■ **What the exercise asks**
Using the material that follows, work out how many lines include the word "than". Your answer should be that number only.

* * * * * * * * *

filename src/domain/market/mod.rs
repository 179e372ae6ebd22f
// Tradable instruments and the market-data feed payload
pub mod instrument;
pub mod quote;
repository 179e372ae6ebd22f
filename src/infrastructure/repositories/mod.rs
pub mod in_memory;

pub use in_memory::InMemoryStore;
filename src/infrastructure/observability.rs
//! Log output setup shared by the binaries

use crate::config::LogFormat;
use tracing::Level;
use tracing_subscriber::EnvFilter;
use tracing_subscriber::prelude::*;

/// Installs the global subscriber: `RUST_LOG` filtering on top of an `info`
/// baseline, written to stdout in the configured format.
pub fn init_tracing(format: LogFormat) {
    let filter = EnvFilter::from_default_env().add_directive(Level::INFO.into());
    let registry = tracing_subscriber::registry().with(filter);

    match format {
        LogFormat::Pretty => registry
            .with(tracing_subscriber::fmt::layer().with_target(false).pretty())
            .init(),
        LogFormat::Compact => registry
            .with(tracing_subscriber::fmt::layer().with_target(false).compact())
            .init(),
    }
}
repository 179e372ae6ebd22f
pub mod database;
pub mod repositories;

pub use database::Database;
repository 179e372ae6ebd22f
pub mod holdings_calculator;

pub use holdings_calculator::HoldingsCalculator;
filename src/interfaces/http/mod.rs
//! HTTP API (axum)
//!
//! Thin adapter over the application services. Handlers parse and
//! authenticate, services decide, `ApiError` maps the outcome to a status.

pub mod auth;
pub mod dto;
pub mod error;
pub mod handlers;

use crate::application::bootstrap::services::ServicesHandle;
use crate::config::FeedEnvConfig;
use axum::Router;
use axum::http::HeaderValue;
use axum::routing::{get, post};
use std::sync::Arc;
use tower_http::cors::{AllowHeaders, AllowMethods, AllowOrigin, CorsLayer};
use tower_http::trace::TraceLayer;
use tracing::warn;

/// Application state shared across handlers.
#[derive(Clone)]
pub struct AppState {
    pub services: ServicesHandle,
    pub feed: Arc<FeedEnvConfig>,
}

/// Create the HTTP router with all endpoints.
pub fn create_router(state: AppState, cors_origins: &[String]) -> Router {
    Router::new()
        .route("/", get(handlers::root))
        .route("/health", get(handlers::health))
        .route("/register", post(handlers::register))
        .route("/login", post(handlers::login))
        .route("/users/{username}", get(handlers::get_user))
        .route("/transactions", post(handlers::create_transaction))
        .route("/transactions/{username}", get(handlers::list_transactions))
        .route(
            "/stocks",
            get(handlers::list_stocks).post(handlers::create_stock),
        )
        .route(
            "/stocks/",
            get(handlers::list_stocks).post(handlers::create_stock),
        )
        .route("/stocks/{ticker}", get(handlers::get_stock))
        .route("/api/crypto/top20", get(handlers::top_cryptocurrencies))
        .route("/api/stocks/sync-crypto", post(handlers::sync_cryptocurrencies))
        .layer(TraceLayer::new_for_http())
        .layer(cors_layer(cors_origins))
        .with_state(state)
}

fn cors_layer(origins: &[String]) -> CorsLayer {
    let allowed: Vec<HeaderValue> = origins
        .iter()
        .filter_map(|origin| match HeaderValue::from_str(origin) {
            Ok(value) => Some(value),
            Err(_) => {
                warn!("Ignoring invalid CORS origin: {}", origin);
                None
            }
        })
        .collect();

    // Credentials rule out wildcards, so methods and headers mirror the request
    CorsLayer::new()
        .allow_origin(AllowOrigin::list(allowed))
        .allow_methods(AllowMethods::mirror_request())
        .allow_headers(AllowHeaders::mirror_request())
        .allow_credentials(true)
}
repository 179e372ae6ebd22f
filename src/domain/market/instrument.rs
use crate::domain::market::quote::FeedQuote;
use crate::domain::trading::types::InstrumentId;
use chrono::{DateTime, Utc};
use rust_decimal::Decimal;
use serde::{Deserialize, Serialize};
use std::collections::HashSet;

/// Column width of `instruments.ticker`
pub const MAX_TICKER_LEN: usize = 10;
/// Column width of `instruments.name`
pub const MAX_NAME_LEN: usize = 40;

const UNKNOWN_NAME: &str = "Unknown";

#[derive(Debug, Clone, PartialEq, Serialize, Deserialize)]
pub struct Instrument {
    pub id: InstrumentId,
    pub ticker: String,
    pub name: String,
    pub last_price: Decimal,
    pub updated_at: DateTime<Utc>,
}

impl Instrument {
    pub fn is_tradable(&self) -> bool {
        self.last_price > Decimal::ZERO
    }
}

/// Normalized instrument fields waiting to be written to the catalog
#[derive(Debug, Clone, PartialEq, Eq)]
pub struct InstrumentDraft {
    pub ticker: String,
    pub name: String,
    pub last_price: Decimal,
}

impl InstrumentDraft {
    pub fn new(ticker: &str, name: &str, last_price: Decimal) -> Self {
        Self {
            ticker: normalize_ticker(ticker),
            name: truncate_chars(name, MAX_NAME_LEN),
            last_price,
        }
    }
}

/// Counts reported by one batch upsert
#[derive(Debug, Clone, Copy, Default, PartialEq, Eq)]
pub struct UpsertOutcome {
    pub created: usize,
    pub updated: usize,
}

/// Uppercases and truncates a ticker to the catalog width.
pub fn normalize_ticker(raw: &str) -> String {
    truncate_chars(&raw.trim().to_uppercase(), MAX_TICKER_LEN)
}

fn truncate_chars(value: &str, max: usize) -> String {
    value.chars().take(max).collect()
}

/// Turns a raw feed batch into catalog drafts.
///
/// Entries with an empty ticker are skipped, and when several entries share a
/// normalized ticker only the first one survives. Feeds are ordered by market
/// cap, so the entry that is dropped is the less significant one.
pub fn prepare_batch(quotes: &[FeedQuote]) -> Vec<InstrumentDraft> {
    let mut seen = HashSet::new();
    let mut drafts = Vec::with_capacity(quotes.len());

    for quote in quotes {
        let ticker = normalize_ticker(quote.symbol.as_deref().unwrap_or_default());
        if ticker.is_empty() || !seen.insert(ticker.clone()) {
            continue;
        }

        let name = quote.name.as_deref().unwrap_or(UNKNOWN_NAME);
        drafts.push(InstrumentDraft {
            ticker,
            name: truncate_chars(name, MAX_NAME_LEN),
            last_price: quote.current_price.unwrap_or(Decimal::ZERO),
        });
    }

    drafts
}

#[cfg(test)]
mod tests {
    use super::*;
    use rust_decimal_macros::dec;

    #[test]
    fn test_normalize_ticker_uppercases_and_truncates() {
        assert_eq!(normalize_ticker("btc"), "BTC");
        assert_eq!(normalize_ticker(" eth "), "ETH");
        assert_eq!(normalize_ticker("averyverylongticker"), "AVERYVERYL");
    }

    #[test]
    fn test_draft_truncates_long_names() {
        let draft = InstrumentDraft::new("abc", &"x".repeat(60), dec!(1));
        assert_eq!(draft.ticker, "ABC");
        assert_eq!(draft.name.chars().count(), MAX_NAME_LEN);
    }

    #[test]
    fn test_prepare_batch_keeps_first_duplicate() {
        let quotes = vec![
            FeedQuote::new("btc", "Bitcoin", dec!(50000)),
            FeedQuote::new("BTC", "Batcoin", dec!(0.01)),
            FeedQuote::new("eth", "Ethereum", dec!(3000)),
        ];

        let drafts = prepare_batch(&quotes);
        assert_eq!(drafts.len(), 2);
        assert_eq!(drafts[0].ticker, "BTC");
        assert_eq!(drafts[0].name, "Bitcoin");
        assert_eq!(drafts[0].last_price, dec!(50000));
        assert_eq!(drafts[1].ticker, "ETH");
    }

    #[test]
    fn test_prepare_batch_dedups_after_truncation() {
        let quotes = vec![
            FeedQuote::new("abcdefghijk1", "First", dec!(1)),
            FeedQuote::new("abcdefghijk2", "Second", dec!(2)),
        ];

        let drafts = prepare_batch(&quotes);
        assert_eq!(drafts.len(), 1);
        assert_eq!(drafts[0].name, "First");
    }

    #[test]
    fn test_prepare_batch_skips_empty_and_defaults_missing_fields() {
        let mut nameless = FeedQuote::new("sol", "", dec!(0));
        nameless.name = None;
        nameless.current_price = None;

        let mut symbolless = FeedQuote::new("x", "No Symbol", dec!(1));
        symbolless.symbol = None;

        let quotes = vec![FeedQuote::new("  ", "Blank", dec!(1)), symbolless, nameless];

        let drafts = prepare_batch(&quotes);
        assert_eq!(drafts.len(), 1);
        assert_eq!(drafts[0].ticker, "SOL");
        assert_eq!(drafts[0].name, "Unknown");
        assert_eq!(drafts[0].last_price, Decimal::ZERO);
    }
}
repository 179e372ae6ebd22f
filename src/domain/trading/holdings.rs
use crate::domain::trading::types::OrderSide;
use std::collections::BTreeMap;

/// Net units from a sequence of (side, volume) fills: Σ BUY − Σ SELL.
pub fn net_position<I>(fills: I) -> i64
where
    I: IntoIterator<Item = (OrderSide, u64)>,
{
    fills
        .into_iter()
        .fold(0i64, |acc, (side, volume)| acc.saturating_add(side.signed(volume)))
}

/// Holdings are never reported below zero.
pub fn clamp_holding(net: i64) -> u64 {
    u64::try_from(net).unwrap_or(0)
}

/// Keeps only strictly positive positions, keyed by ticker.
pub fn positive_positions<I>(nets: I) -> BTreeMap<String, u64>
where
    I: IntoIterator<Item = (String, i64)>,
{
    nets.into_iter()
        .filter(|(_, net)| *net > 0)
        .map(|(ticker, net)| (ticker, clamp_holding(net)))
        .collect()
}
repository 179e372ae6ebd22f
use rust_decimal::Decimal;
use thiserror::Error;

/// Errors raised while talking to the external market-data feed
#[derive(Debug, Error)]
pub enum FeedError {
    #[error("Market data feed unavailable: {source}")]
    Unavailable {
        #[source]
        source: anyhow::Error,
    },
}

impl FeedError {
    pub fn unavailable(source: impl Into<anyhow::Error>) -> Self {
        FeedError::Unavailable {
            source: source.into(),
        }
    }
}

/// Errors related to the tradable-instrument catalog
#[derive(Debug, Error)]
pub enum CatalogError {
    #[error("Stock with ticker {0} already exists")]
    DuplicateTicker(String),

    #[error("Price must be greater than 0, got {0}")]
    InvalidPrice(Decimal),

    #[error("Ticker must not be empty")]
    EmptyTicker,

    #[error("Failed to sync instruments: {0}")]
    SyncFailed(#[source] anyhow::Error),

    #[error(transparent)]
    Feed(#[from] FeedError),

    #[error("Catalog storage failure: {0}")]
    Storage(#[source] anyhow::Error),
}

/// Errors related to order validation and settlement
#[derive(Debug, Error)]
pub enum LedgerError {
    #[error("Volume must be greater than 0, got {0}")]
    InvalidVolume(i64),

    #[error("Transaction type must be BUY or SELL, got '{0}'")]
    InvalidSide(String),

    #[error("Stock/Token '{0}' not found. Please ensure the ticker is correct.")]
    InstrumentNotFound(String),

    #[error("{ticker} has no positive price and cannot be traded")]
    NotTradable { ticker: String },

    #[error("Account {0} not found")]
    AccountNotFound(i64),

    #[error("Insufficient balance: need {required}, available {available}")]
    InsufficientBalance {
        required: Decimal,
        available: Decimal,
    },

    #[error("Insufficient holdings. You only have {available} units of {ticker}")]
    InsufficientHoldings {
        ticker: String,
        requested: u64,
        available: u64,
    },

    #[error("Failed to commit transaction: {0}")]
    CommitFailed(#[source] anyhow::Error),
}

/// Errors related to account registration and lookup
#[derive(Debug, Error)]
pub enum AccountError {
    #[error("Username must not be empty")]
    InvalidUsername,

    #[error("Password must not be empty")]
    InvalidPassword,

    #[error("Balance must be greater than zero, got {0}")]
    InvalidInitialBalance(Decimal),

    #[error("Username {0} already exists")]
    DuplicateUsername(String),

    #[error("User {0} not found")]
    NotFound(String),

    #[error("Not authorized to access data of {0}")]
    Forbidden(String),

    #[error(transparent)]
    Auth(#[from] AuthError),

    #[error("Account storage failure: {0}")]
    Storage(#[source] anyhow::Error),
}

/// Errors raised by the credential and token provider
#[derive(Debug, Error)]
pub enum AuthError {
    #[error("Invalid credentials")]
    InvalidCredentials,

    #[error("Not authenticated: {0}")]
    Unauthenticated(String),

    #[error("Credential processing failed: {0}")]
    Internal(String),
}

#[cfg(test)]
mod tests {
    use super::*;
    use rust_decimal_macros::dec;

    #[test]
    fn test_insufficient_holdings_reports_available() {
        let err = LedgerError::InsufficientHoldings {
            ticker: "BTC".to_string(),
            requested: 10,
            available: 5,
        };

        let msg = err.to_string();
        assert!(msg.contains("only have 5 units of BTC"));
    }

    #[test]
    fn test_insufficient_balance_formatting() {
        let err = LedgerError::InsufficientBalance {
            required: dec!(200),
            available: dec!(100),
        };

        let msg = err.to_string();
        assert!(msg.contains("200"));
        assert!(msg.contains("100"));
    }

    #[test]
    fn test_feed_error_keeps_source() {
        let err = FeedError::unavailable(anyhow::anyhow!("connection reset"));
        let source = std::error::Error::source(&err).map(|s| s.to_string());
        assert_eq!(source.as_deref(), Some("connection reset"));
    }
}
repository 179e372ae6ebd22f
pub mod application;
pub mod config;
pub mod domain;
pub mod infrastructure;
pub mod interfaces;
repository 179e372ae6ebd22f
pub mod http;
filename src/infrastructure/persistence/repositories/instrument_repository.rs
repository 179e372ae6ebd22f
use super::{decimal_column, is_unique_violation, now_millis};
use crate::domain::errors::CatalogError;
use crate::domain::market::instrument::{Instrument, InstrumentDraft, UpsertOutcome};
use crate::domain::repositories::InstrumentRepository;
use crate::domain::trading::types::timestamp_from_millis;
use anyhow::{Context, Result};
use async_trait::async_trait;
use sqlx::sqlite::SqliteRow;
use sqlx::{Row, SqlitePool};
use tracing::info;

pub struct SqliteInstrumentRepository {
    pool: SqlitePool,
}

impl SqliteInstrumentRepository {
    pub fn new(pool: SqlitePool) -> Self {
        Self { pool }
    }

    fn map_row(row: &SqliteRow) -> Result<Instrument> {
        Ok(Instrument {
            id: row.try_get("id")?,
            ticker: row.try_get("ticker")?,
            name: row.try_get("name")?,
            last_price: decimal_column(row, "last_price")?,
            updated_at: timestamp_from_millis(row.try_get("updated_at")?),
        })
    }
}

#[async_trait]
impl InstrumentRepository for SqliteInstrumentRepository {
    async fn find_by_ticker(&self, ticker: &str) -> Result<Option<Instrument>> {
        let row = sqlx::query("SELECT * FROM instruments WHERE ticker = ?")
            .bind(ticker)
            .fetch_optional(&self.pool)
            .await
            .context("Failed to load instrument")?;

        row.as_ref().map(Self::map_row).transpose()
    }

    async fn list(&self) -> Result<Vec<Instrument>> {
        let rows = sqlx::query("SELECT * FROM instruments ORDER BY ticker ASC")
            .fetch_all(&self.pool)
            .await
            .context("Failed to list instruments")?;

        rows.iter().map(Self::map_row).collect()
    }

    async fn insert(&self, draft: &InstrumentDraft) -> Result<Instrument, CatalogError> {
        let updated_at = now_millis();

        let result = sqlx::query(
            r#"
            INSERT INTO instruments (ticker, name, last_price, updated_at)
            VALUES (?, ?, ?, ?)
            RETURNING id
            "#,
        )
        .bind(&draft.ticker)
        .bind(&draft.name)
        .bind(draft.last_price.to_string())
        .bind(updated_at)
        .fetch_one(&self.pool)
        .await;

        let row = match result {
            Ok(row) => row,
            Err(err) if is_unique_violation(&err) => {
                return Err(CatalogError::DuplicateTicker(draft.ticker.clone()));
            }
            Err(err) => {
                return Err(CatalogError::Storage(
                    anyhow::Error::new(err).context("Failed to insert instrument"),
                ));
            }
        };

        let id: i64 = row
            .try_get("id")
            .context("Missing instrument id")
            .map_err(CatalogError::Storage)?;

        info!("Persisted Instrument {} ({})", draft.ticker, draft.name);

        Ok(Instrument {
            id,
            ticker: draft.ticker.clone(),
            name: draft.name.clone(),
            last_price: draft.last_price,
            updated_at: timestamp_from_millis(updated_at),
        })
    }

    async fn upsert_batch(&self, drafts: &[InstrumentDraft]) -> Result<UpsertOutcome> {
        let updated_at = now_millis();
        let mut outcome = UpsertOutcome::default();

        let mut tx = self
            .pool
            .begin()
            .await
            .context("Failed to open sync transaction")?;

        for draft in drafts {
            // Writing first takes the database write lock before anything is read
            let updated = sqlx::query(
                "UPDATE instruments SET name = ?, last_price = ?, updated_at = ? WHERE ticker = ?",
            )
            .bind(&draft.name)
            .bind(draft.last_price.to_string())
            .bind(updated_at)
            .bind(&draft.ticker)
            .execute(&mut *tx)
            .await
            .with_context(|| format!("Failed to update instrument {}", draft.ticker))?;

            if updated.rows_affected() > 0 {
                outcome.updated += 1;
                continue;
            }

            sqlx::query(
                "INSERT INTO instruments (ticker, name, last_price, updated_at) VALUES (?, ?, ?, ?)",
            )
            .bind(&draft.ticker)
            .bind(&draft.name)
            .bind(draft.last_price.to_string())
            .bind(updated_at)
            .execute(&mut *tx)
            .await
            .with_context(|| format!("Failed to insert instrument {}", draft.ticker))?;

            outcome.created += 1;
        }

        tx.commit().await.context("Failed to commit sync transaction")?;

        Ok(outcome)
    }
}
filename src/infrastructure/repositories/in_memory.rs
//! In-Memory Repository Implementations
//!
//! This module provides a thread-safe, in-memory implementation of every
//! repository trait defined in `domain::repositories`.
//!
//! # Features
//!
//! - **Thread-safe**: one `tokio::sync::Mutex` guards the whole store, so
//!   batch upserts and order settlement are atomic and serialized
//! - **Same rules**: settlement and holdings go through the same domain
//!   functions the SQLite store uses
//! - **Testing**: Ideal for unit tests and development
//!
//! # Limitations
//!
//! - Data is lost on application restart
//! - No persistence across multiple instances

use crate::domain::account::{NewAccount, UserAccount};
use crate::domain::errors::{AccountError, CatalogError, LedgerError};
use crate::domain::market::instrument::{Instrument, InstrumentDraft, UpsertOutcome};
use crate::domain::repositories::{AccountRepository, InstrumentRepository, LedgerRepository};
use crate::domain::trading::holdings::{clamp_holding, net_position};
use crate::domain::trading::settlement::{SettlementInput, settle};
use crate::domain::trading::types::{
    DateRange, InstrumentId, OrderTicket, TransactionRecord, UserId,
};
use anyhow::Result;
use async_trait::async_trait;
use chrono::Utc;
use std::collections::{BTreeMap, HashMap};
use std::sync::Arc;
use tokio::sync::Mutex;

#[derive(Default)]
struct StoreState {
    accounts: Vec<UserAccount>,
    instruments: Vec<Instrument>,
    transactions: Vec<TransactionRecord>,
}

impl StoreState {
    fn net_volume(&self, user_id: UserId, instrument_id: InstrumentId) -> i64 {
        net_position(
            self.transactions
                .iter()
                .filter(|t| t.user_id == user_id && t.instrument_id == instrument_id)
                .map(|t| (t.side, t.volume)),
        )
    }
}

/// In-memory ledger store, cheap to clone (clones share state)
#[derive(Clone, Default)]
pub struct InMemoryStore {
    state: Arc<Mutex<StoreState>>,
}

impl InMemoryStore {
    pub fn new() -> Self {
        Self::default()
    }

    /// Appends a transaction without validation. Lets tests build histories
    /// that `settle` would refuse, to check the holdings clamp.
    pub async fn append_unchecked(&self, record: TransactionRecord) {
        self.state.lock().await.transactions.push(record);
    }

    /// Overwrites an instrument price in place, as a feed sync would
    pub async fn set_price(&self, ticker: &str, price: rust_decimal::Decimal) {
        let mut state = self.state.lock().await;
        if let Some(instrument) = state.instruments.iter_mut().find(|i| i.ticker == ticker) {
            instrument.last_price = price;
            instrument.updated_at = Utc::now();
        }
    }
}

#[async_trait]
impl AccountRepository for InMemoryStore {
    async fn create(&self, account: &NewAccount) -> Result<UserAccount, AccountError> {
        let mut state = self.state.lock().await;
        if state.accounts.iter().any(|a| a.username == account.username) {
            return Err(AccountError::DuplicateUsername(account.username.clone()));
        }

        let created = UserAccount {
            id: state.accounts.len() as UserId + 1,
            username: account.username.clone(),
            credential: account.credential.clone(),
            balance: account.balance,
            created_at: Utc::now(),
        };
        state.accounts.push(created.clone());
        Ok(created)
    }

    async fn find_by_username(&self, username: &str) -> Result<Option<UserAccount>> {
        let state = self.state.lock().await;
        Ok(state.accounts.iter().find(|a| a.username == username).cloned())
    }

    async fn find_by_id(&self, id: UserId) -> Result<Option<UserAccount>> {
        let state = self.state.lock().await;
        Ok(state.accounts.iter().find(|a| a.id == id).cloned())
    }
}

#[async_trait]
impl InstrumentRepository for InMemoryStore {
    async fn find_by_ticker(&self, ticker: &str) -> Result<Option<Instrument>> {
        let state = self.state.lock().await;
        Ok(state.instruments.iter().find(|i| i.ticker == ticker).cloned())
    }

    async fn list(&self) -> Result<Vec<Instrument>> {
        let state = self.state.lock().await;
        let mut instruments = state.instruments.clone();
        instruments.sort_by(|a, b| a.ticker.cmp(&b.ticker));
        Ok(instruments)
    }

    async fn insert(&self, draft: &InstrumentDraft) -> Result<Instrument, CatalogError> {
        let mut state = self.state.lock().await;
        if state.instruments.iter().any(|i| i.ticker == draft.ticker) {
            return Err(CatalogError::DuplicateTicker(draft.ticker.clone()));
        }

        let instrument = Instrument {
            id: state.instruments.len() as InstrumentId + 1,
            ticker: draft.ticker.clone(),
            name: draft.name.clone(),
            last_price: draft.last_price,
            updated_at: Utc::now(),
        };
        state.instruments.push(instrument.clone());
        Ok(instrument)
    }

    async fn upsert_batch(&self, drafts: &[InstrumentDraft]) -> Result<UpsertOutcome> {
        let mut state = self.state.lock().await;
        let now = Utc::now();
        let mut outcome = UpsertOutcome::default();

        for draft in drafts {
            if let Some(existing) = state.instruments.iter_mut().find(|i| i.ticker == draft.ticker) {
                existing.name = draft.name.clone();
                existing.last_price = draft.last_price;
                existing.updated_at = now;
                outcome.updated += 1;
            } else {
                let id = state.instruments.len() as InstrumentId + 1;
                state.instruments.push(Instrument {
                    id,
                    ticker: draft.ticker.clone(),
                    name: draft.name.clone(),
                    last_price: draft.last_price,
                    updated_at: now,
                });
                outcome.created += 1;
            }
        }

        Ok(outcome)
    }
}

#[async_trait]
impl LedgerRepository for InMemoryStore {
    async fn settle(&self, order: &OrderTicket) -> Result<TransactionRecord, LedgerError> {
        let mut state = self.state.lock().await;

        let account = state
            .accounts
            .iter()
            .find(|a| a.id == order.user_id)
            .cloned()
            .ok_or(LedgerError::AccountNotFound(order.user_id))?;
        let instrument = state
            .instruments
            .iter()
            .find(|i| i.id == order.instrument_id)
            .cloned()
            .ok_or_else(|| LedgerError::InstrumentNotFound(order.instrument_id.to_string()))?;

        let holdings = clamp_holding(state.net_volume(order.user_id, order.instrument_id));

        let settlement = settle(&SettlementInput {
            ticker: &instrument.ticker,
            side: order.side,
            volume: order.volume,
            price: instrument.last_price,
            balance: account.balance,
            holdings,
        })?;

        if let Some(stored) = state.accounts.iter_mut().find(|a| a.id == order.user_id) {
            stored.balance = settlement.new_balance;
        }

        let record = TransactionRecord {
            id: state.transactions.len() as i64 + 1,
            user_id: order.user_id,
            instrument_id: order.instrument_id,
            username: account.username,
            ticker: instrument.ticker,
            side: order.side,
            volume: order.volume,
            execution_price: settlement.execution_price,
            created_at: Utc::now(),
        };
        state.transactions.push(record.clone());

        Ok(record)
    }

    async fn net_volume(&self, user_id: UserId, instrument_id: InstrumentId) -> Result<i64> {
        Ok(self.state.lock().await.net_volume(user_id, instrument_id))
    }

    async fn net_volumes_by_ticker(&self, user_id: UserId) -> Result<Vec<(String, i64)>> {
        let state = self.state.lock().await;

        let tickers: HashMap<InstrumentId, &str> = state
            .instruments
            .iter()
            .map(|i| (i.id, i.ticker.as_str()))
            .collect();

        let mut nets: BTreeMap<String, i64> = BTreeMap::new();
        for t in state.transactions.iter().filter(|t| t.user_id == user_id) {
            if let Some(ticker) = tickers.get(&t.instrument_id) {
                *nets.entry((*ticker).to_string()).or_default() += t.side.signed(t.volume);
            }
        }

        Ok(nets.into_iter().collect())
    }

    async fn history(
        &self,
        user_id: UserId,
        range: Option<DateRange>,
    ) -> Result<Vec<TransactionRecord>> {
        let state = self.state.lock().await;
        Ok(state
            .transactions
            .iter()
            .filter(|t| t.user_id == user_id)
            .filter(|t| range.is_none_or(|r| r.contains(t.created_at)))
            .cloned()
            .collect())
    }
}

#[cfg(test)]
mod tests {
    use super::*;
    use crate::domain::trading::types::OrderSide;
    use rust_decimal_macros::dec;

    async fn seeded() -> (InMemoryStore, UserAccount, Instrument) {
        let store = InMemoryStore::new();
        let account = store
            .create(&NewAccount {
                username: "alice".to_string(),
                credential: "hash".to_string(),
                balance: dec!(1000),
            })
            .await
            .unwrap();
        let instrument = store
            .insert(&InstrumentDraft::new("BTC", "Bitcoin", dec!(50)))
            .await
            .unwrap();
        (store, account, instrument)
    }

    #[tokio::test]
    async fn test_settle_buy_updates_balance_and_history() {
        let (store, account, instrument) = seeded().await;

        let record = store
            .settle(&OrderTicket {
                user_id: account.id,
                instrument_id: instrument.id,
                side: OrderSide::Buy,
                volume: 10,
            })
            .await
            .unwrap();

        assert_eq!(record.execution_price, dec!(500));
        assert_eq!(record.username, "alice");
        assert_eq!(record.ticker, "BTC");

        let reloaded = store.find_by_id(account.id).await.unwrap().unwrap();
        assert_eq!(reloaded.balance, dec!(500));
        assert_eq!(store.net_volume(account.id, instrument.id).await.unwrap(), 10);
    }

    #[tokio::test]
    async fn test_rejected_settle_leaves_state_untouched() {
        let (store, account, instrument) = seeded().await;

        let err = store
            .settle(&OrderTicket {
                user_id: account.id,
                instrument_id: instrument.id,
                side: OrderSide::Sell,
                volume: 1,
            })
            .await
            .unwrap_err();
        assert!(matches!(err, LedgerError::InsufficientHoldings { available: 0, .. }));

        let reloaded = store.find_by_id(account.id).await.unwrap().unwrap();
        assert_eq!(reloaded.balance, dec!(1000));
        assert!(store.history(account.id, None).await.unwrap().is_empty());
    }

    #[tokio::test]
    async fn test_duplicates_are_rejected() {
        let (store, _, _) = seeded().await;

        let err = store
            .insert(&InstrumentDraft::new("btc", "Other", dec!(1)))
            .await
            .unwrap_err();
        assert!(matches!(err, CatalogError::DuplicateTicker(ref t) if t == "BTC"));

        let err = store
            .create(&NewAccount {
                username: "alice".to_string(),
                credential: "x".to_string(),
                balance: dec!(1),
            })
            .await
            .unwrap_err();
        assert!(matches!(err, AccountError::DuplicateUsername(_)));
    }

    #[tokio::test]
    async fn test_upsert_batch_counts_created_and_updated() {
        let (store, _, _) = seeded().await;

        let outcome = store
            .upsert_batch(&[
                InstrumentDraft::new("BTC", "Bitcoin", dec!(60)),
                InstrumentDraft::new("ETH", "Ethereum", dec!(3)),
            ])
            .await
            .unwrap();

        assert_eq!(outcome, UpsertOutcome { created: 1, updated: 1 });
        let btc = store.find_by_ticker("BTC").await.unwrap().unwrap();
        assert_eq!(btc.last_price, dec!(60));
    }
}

* * * * * * * * *

■ **Exercise solution**
3